Cetiosauriscus lived during the Callovian, an epoch in the Middle Jurassic, about 166 to 164 mya.
The single specimen is known from the Lower Member of the Oxford Clay Formation, along with multiple other dinosaur genera and many other groups of animals, in the biozone of the index fossil Kosmoceras jason. The Oxford Clay Formation is a marine deposit of southern and middle England, known for the high-quality preservation of some fossils and the large diversity of taxa. Sediments are generally brownish-grey mudstone, organic-rich with plentiful crushed ammonites and bivalves, at most 65 m thick. A large diversity of flora can be seen, preserved in the form of pollen and spores. Gymnosperms are present, along with pteridophytes, unidentifiable wood fragments, other intermediate pollen, and miscellaneous organic plant material.

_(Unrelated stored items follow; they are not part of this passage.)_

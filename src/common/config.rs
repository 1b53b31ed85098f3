//! Configuration for tidemaster
//!
//! Values come from (lowest to highest priority) built-in defaults, an
//! optional TOML file, `TIDEMASTER__*` environment variables and finally
//! CLI flags applied by the binary.

use crate::common::{Error, Result};
use serde::{Deserialize, Serialize};
use std::net::SocketAddr;
use std::path::{Path, PathBuf};
use std::time::Duration;

/// Environment variable prefix, e.g. `TIDEMASTER__MASTER__PORT=9334`
pub const ENV_PREFIX: &str = "TIDEMASTER";

/// Upper bound on `pulse_seconds`
pub const MAX_PULSE_SECONDS: u64 = 3600;

/// Global configuration
#[derive(Debug, Clone, Serialize, Deserialize)]
#[serde(default)]
pub struct Config {
    /// Master node config
    pub master: MasterConfig,

    /// Logging level
    pub log_level: String,
}

impl Default for Config {
    fn default() -> Self {
        Self {
            master: MasterConfig::default(),
            log_level: default_log_level(),
        }
    }
}

fn default_log_level() -> String {
    "info".to_string()
}

impl Config {
    /// Load configuration from an optional file plus the environment.
    pub fn load(path: Option<&Path>) -> Result<Self> {
        let mut builder = config::Config::builder();
        builder = match path {
            Some(path) => builder.add_source(config::File::from(path).required(true)),
            None => builder.add_source(config::File::with_name("tidemaster").required(false)),
        };
        let settings = builder
            .add_source(
                config::Environment::with_prefix(ENV_PREFIX)
                    .separator("__")
                    .list_separator(",")
                    .with_list_parse_key("master.peers")
                    .try_parsing(true),
            )
            .build()?;

        let config: Config = settings.try_deserialize()?;
        config.master.validate()?;
        Ok(config)
    }
}

/// Master (coordinator) configuration
#[derive(Debug, Clone, Serialize, Deserialize)]
#[serde(default)]
pub struct MasterConfig {
    /// Address other masters reach this node at; also its identity
    pub ip: String,

    /// HTTP port for status and inter-node RPC
    pub port: u16,

    /// Interface to bind
    pub bind_ip: String,

    /// Directory holding conf, log and snapshot
    pub data_dir: PathBuf,

    /// Requested cluster membership (host:port), usually including self
    pub peers: Vec<String>,

    /// Election pulse; election timeout is `pulse_seconds * 500ms`
    pub pulse_seconds: u64,

    /// Leader heartbeat interval
    pub heartbeat_interval_ms: u64,

    /// Per-RPC timeout for vote/append/snapshot requests
    pub rpc_timeout_ms: u64,

    /// How long `propose` waits for a majority commit
    pub propose_timeout_ms: u64,

    /// How long the initial self-join may take before startup fails
    pub join_timeout_ms: u64,

    /// Startup jitter before deciding to self-join
    pub join_jitter_min_ms: u64,
    pub join_jitter_max_ms: u64,

    /// Applied entries between snapshots
    pub snapshot_threshold: u64,

    /// Idle pooled connections kept per peer
    pub max_idle_conns_per_host: usize,
}

impl Default for MasterConfig {
    fn default() -> Self {
        Self {
            ip: "localhost".to_string(),
            port: 9333,
            bind_ip: "0.0.0.0".to_string(),
            data_dir: PathBuf::from("./master-data"),
            peers: Vec::new(),
            pulse_seconds: 5,
            heartbeat_interval_ms: 500,
            rpc_timeout_ms: 1_000,
            propose_timeout_ms: 5_000,
            join_timeout_ms: 60_000,
            join_jitter_min_ms: 1_000,
            join_jitter_max_ms: 4_000,
            snapshot_threshold: 10_000,
            max_idle_conns_per_host: 1024,
        }
    }
}

impl MasterConfig {
    /// This node's identity, `ip:port`
    pub fn address(&self) -> String {
        format!("{}:{}", self.ip, self.port)
    }

    pub fn bind_addr(&self) -> Result<SocketAddr> {
        format!("{}:{}", self.bind_ip, self.port)
            .parse()
            .map_err(|e| Error::InvalidConfig(format!("bind address: {}", e)))
    }

    pub fn validate(&self) -> Result<()> {
        if self.pulse_seconds == 0 || self.pulse_seconds > MAX_PULSE_SECONDS {
            return Err(Error::InvalidConfig(format!(
                "pulse_seconds must be in 1..={}, got {}",
                MAX_PULSE_SECONDS, self.pulse_seconds
            )));
        }
        if self.heartbeat_interval_ms == 0 {
            return Err(Error::InvalidConfig(
                "heartbeat_interval_ms must be > 0".into(),
            ));
        }
        if self.join_jitter_min_ms > self.join_jitter_max_ms {
            return Err(Error::InvalidConfig(format!(
                "join jitter range is empty: {}..{}",
                self.join_jitter_min_ms, self.join_jitter_max_ms
            )));
        }
        Ok(())
    }

    /// Consensus engine tunables derived from this config
    pub fn raft_options(&self) -> RaftOptions {
        RaftOptions {
            heartbeat_interval: Duration::from_millis(self.heartbeat_interval_ms),
            election_timeout: Duration::from_millis(self.pulse_seconds.saturating_mul(500)),
            rpc_timeout: Duration::from_millis(self.rpc_timeout_ms),
            propose_timeout: Duration::from_millis(self.propose_timeout_ms),
            snapshot_threshold: self.snapshot_threshold,
        }
    }
}

/// Consensus engine tunables
#[derive(Debug, Clone, Copy, PartialEq, Eq)]
pub struct RaftOptions {
    /// Fixed leader heartbeat period
    pub heartbeat_interval: Duration,
    /// Base election timeout, randomized into `[t, 2t)` per node
    pub election_timeout: Duration,
    pub rpc_timeout: Duration,
    pub propose_timeout: Duration,
    pub snapshot_threshold: u64,
}

impl Default for RaftOptions {
    fn default() -> Self {
        MasterConfig::default().raft_options()
    }
}

#[cfg(test)]
mod tests {
    use super::*;
    use std::io::Write;

    #[test]
    fn test_defaults() {
        let conf = MasterConfig::default();
        assert_eq!(conf.address(), "localhost:9333");
        let opts = conf.raft_options();
        assert_eq!(opts.heartbeat_interval, Duration::from_millis(500));
        assert_eq!(opts.election_timeout, Duration::from_millis(2500));
        assert!(conf.validate().is_ok());
    }

    #[test]
    fn test_load_from_file() {
        let dir = tempfile::tempdir().unwrap();
        let path = dir.path().join("master.toml");
        let mut file = std::fs::File::create(&path).unwrap();
        writeln!(
            file,
            "log_level = \"debug\"\n[master]\nip = \"10.0.0.5\"\nport = 9444\npeers = [\"10.0.0.5:9444\", \"10.0.0.6:9444\"]\npulse_seconds = 2"
        )
        .unwrap();

        let config = Config::load(Some(&path)).unwrap();
        assert_eq!(config.log_level, "debug");
        assert_eq!(config.master.address(), "10.0.0.5:9444");
        assert_eq!(config.master.peers.len(), 2);
        assert_eq!(
            config.master.raft_options().election_timeout,
            Duration::from_millis(1000)
        );
        // untouched fields keep their defaults
        assert_eq!(config.master.max_idle_conns_per_host, 1024);
    }

    #[test]
    fn test_invalid_jitter() {
        let conf = MasterConfig {
            join_jitter_min_ms: 10,
            join_jitter_max_ms: 5,
            ..Default::default()
        };
        assert!(matches!(conf.validate(), Err(Error::InvalidConfig(_))));
    }

    #[test]
    fn test_pulse_bounds() {
        let conf = MasterConfig {
            pulse_seconds: u64::MAX,
            ..Default::default()
        };
        assert!(matches!(conf.validate(), Err(Error::InvalidConfig(_))));
        // derived options stay finite even for unvalidated input
        assert_eq!(
            conf.raft_options().election_timeout,
            Duration::from_millis(u64::MAX)
        );

        let conf = MasterConfig {
            pulse_seconds: MAX_PULSE_SECONDS,
            ..Default::default()
        };
        assert!(conf.validate().is_ok());
        assert_eq!(
            conf.raft_options().election_timeout,
            Duration::from_secs(MAX_PULSE_SECONDS / 2)
        );
    }
}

The intermediate sauropod Ornithopsis leedsi is known from the same section of the formation as Cetiosauriscus, along with the stegosaurids Lexovisaurus durobrivensis and Loricatosaurus priscus (which are possibly synonyms), the basal ankylosaur Sarcolestes leedsi, the ornithopod Callovosaurus leedsi, and a second unnamed ornithopod taxon. Dinosaur eggs that have not yet been assigned to a taxon are also known from the Lower Oxford Clay. The theropods Eustreptospondylus and possibly Megalosaurus are also known from the Oxford Clay Formation, but slightly younger deposits (the Middle Member). In addition, the theropod Metriacanthosaurus is from an unknown level and age in the formation.

Hundreds of invertebrates are known from the marine deposits, including bivalves, gastropods, scaphopods, ammonites, teuthoids, a nautiloid, foraminifera, coelenterates, bryozoans, brachiopods, annelids, crustaceans, ostracods, cirripedes and echinoderms. Fish are known from the clades Elasmobranchii, Chimaera, and Actinopterygii, and the ichthyosaur Ophthalmosaurus, the plesiosaurs Cryptoclidus, Muraenosaurus, Tricleidus, Liopleurodon, Peloneustes, Pliosaurus and Simolestes, the crocodilians Metriorhynchus and Steneosaurus, and the pterosaur Rhamphorhynchus were all present.